Posted: Fri Jun 16, 2006 2:45 am
by Jeff250
and no, it doesnt mirror it on the HDD
Please, for once fully read my posts and the links that I post before you try to contradict me. As much as I trust your anecdotal evidence, the MSDN blog that I linked to says quite plainly and matter-of-factly that the exact OPPOSITE is true.
and I have mac installed on this PC as well, the switchers and windows are not 3D, theyre all quite 2D looking
This doesn't change the fact that they're initially rendered offscreen and composited as OpenGL textures, which is essentially what Vista does too (except scratch out OpenGL and write in DirectX). Once you've gotten this far, you can do a lot of neat things with the textures, including Vista's alt-tab. But neither Mac nor Vista have a 3d window environment in a true sense. If you're interested in something like that, cross your fingers for Looking Glass.

Posted: Fri Jun 16, 2006 10:09 am
by Immortal Lobster
I trust blogs a lot less then i trust persoal experience. Windows will run, reading and writing all the time to a USB drive, with the HDDs powered down. if what the blog said were true, then the above wouldnt happen as it would need to have have the HDDs running in order to cache those files, but on 3 PCs Ive used vista on as of yet, the HDDs are powered down, fully, no spinning, no vibrations, theyre just off. the memory, and or USB drives are used for cache, and access. Im basing it off of actual expierience, not some blog.

as to LookingGlass, that does look cool, but thats to much, way to much.

Posted: Fri Jun 16, 2006 12:46 pm
by Topher
Immortal Lobster wrote:I trust blogs a lot less then i trust persoal experience. Windows will run, reading and writing all the time to a USB drive, with the HDDs powered down.
A USB harddrive is different than a USB flash drive. If you're talking about ReadyBoost, then the link Jeff pointed to is probably the best resource about it so far. ReadyBoost uses the USB flash drive to cache applications you've used recently and when you run them again it tries to pull them from there first. I hear (but don't quote me on this) it's even smart enough to analyze what time of day you run certain applications and cache them accordingly.

It, however, is not an extension to RAM and data can't be written to it that is not written to the harddrive as well, otherwise you could pull the stick and you'd have data loss.

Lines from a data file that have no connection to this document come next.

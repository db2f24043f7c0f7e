//! Logout-all command implementation.

use anyhow::{Context, Result};
use clap::Args;

use crate::cli::GlobalArgs;
use crate::output;
use crate::session;

#[derive(Args, Debug)]
pub struct LogoutAllArgs {}

pub async fn run(_args: LogoutAllArgs, global: &GlobalArgs) -> Result<()> {
    let auth = session::auth_service(global)?;
    session::require_session(auth.client()).await?;

    let result = auth.logout_all().await;
    if result.is_err() {
        output::warning("Local credentials were removed anyway");
    }
    let message = result.context("Failed to revoke sessions")?;

    output::message(&message, "Logged out of all sessions");

    Ok(())
}
use anyhow::Context;
use chrono::Utc;
use rand::distributions::Alphanumeric;
use rand::Rng;
use rusqlite::{Connection, OptionalExtension};
use sha2::{Digest, Sha256};
use std::path::Path;
use uuid::Uuid;

use crate::error::StoreError;

const SALT_LEN: usize = 16;

/// Opens (creating if needed) the global admin-credentials database under the
/// data directory.
pub fn open_db(data_dir: &Path) -> anyhow::Result<Connection> {
    std::fs::create_dir_all(data_dir).with_context(|| {
        format!(
            "failed to create data directory {}",
            data_dir.to_string_lossy()
        )
    })?;
    let db_path = data_dir.join("admins.sqlite3");
    let conn = Connection::open(&db_path)
        .with_context(|| format!("failed to open {}", db_path.to_string_lossy()))?;

    conn.execute(
        "CREATE TABLE IF NOT EXISTS admins(
            id TEXT PRIMARY KEY,
            email TEXT NOT NULL UNIQUE,
            password_hash TEXT NOT NULL,
            salt TEXT NOT NULL,
            org_id TEXT NOT NULL,
            created_at TEXT NOT NULL
        )",
        [],
    )?;

    Ok(conn)
}

fn hash_password(salt: &str, password: &str) -> String {
    let mut hasher = Sha256::new();
    hasher.update(salt.as_bytes());
    hasher.update(password.as_bytes());
    hasher
        .finalize()
        .iter()
        .map(|b| format!("{b:02x}"))
        .collect()
}

fn generate_salt() -> String {
    rand::thread_rng()
        .sample_iter(&Alphanumeric)
        .take(SALT_LEN)
        .map(char::from)
        .collect()
}

/// Fails with `DuplicateEmail` when the address is already registered.
/// Signup checks this before provisioning an organization, so a rejected
/// signup leaves no orphan directory behind.
pub fn ensure_email_free(conn: &Connection, email: &str) -> Result<(), StoreError> {
    let existing: Option<String> = conn
        .query_row("SELECT id FROM admins WHERE email = ?", [email], |r| {
            r.get(0)
        })
        .optional()
        .context("failed to query admins")?;
    if existing.is_some() {
        return Err(StoreError::DuplicateEmail);
    }
    Ok(())
}

/// Registers a new admin account bound to an already-provisioned
/// organization. Fails with `DuplicateEmail` if the address is taken.
pub fn create_admin(
    conn: &Connection,
    email: &str,
    password: &str,
    org_id: &str,
) -> Result<(), StoreError> {
    ensure_email_free(conn, email)?;

    let salt = generate_salt();
    let password_hash = hash_password(&salt, password);
    conn.execute(
        "INSERT INTO admins(id, email, password_hash, salt, org_id, created_at)
         VALUES(?, ?, ?, ?, ?, ?)",
        (
            Uuid::new_v4().to_string(),
            email,
            password_hash,
            salt,
            org_id,
            Utc::now().to_rfc3339(),
        ),
    )
    .context("failed to insert admin")?;
    Ok(())
}

/// Checks credentials and returns the admin's organization. Unknown email and
/// wrong password are indistinguishable to the caller.
pub fn verify_admin(conn: &Connection, email: &str, password: &str) -> Result<String, StoreError> {
    let row: Option<(String, String, String)> = conn
        .query_row(
            "SELECT password_hash, salt, org_id FROM admins WHERE email = ?",
            [email],
            |r| Ok((r.get(0)?, r.get(1)?, r.get(2)?)),
        )
        .optional()
        .context("failed to query admins")?;

    let Some((password_hash, salt, org_id)) = row else {
        return Err(StoreError::BadCredentials);
    };
    if hash_password(&salt, password) != password_hash {
        return Err(StoreError::BadCredentials);
    }
    Ok(org_id)
}

/// Organization currently bound to an admin account.
pub fn admin_org(conn: &Connection, email: &str) -> Result<String, StoreError> {
    let org_id: Option<String> = conn
        .query_row("SELECT org_id FROM admins WHERE email = ?", [email], |r| {
            r.get(0)
        })
        .optional()
        .context("failed to query admins")?;
    org_id.ok_or(StoreError::BadCredentials)
}

/// Rebinds an admin account to a freshly generated organization. The prior
/// organization's files are orphaned, not deleted.
pub fn reassign_org(conn: &Connection, email: &str, org_id: &str) -> Result<(), StoreError> {
    let changed = conn
        .execute(
            "UPDATE admins SET org_id = ? WHERE email = ?",
            (org_id, email),
        )
        .context("failed to update admin org")?;
    if changed == 0 {
        return Err(StoreError::BadCredentials);
    }
    Ok(())
}
use axum::extract::State;
use axum::Json;
use serde_json::{json, Value};

use super::required_str;
use crate::http::error::ApiError;
use crate::{org, roster, AppState};

/// Registers an exam taker against an existing organization. Takes `org_id`
/// as an explicit parameter: the registration form runs outside any admin
/// session, with the ID handed out by the admin. The roster read-modify-write
/// is serialized under the same per-org lock as the counters.
pub async fn register_user(
    State(state): State<AppState>,
    Json(body): Json<Value>,
) -> Result<Json<Value>, ApiError> {
    let org_id = required_str(&body, "org_id")?;
    let exam_id = required_str(&body, "exam_id")?;
    let name = required_str(&body, "name")?;

    org::validate_org_id(org_id)?;
    {
        let lock = state.org_lock(org_id);
        let _guard = lock.lock().await;
        roster::upsert_user(state.data_dir(), org_id, exam_id, name)?;
    }

    tracing::info!(org_id = %org_id, exam_id = %exam_id, "exam taker registered");
    Ok(Json(json!({
        "status": "success",
        "message": format!("{name} registered"),
    })))
}
use thiserror::Error;

/// Errors surfaced by the storage modules (organization store, roster,
/// counters, credentials). The HTTP layer maps these onto status codes.
#[derive(Debug, Error)]
pub enum StoreError {
    #[error("{0}")]
    Invalid(String),

    #[error("organization not found: {0}")]
    UnknownOrg(String),

    #[error("email already registered")]
    DuplicateEmail,

    #[error("invalid credentials")]
    BadCredentials,

    #[error(transparent)]
    Other(#[from] anyhow::Error),
}

impl StoreError {
    pub fn invalid(msg: impl Into<String>) -> Self {
        StoreError::Invalid(msg.into())
    }
}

Posted: Fri Jun 16, 2006 12:48 pm
by Xamindar
Immortal Lobster wrote:Windows will run, reading and writing all the time to a USB drive, with the HDDs powered down. if what the blog said were true, then the above wouldnt happen as it would need to have have the HDDs running in order to cache those files, but on 3 PCs Ive used vista on as of yet, the HDDs are powered down, fully, no spinning, no vibrations, theyre just off. the memory, and or USB drives are used for cache, and access. Im basing it off of actual expierience, not some blog.
You're kidding right? Using USB drives as swap? I must have missed something. Not only will that kill your flash drive faster but flash and USB are far too slow to allow that.

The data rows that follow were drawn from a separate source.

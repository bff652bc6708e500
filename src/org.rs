use anyhow::{bail, Context};
use rand::Rng;
use serde::Serialize;
use std::fs::File;
use std::io::Write;
use std::path::{Path, PathBuf};
use uuid::Uuid;

use crate::error::StoreError;

pub const ROSTER_FILE_NAME: &str = "roster.json";
pub const COUNTERS_FILE_NAME: &str = "counters.json";

const ORG_ID_LEN: usize = 6;
const ORG_ID_ALPHABET: &[u8] = b"ABCDEFGHIJKLMNOPQRSTUVWXYZ0123456789";
const CREATE_ATTEMPTS: usize = 8;

pub fn generate_org_id() -> String {
    let mut rng = rand::thread_rng();
    (0..ORG_ID_LEN)
        .map(|_| {
            let i = rng.gen_range(0..ORG_ID_ALPHABET.len());
            ORG_ID_ALPHABET[i] as char
        })
        .collect()
}

/// Organization IDs arrive from untrusted clients and are used as directory
/// names, so anything outside a short alphanumeric token is rejected.
pub fn validate_org_id(org_id: &str) -> Result<(), StoreError> {
    if org_id.len() < 6 || org_id.len() > 8 || !org_id.chars().all(|c| c.is_ascii_alphanumeric()) {
        return Err(StoreError::invalid(format!(
            "org_id must be 6-8 alphanumeric characters, got {org_id:?}"
        )));
    }
    Ok(())
}

pub fn org_dir(data_dir: &Path, org_id: &str) -> PathBuf {
    data_dir.join(org_id)
}

pub fn roster_path(data_dir: &Path, org_id: &str) -> PathBuf {
    org_dir(data_dir, org_id).join(ROSTER_FILE_NAME)
}

pub fn counters_path(data_dir: &Path, org_id: &str) -> PathBuf {
    org_dir(data_dir, org_id).join(COUNTERS_FILE_NAME)
}

pub fn exists(data_dir: &Path, org_id: &str) -> bool {
    org_dir(data_dir, org_id).is_dir()
}

/// Idempotent: creates the organization directory with an empty roster and
/// empty counters, leaving any existing files alone.
pub fn provision(data_dir: &Path, org_id: &str) -> anyhow::Result<()> {
    let dir = org_dir(data_dir, org_id);
    std::fs::create_dir_all(&dir)
        .with_context(|| format!("failed to create org directory {}", dir.to_string_lossy()))?;

    let roster = roster_path(data_dir, org_id);
    if !roster.is_file() {
        write_json_atomic(&roster, &serde_json::json!([]))?;
    }
    let counters = counters_path(data_dir, org_id);
    if !counters.is_file() {
        write_json_atomic(&counters, &serde_json::json!({}))?;
    }
    Ok(())
}

/// Allocates a fresh organization: generates an unused ID and provisions its
/// files. IDs are not guaranteed collision-free, so retry a bounded number of
/// times against the directory set before giving up.
pub fn create_org(data_dir: &Path) -> anyhow::Result<String> {
    for _ in 0..CREATE_ATTEMPTS {
        let org_id = generate_org_id();
        if exists(data_dir, &org_id) {
            continue;
        }
        provision(data_dir, &org_id)?;
        return Ok(org_id);
    }
    bail!("could not allocate an unused organization id")
}

/// Writes a full JSON snapshot durably: serialize to a temp file, fsync,
/// rename over the destination, then sync the directory entry. A crash
/// mid-write leaves the previous snapshot intact. The temp name is unique
/// per call so concurrent writers to the same snapshot cannot truncate each
/// other's temp file out from under the rename.
pub fn write_json_atomic<T: Serialize>(path: &Path, value: &T) -> anyhow::Result<()> {
    let file_name = path
        .file_name()
        .and_then(|s| s.to_str())
        .unwrap_or("snapshot");
    let tmp = path.with_file_name(format!("{file_name}.{}.tmp", Uuid::new_v4()));
    let data = serde_json::to_string_pretty(value).context("failed to serialize snapshot")?;
    {
        let mut f = File::create(&tmp)
            .with_context(|| format!("failed to create temp file {}", tmp.to_string_lossy()))?;
        f.write_all(data.as_bytes())
            .with_context(|| format!("failed to write {}", tmp.to_string_lossy()))?;
        f.sync_all()
            .with_context(|| format!("failed to sync {}", tmp.to_string_lossy()))?;
    }
    std::fs::rename(&tmp, path).with_context(|| {
        format!(
            "failed to move snapshot into place at {}",
            path.to_string_lossy()
        )
    })?;
    // The rename is only durable once the directory entry itself is synced.
    if let Some(parent) = path.parent() {
        File::open(parent)
            .and_then(|dir| dir.sync_all())
            .with_context(|| format!("failed to sync directory {}", parent.to_string_lossy()))?;
    }
    Ok(())
}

Posted: Fri Jun 16, 2006 1:51 pm
by Immortal Lobster
I mean flash drives, and my roomates PC is definetly treating it as swap/temporary cache. it does add a boost to his overall performance as well. Im gonna buy a 20 dollar cheap stick in a few, plug it in and play with it. and a HDD will die long before a flash drive will die, those limited read/write cyce claims are pretty much bogus.

[edit]Plugged in a new flash drive, heres what it does. It does se it for cache, superfetch cache, and temp folder baclups. it is indeed in constant access, little blinking light might require some tape soon.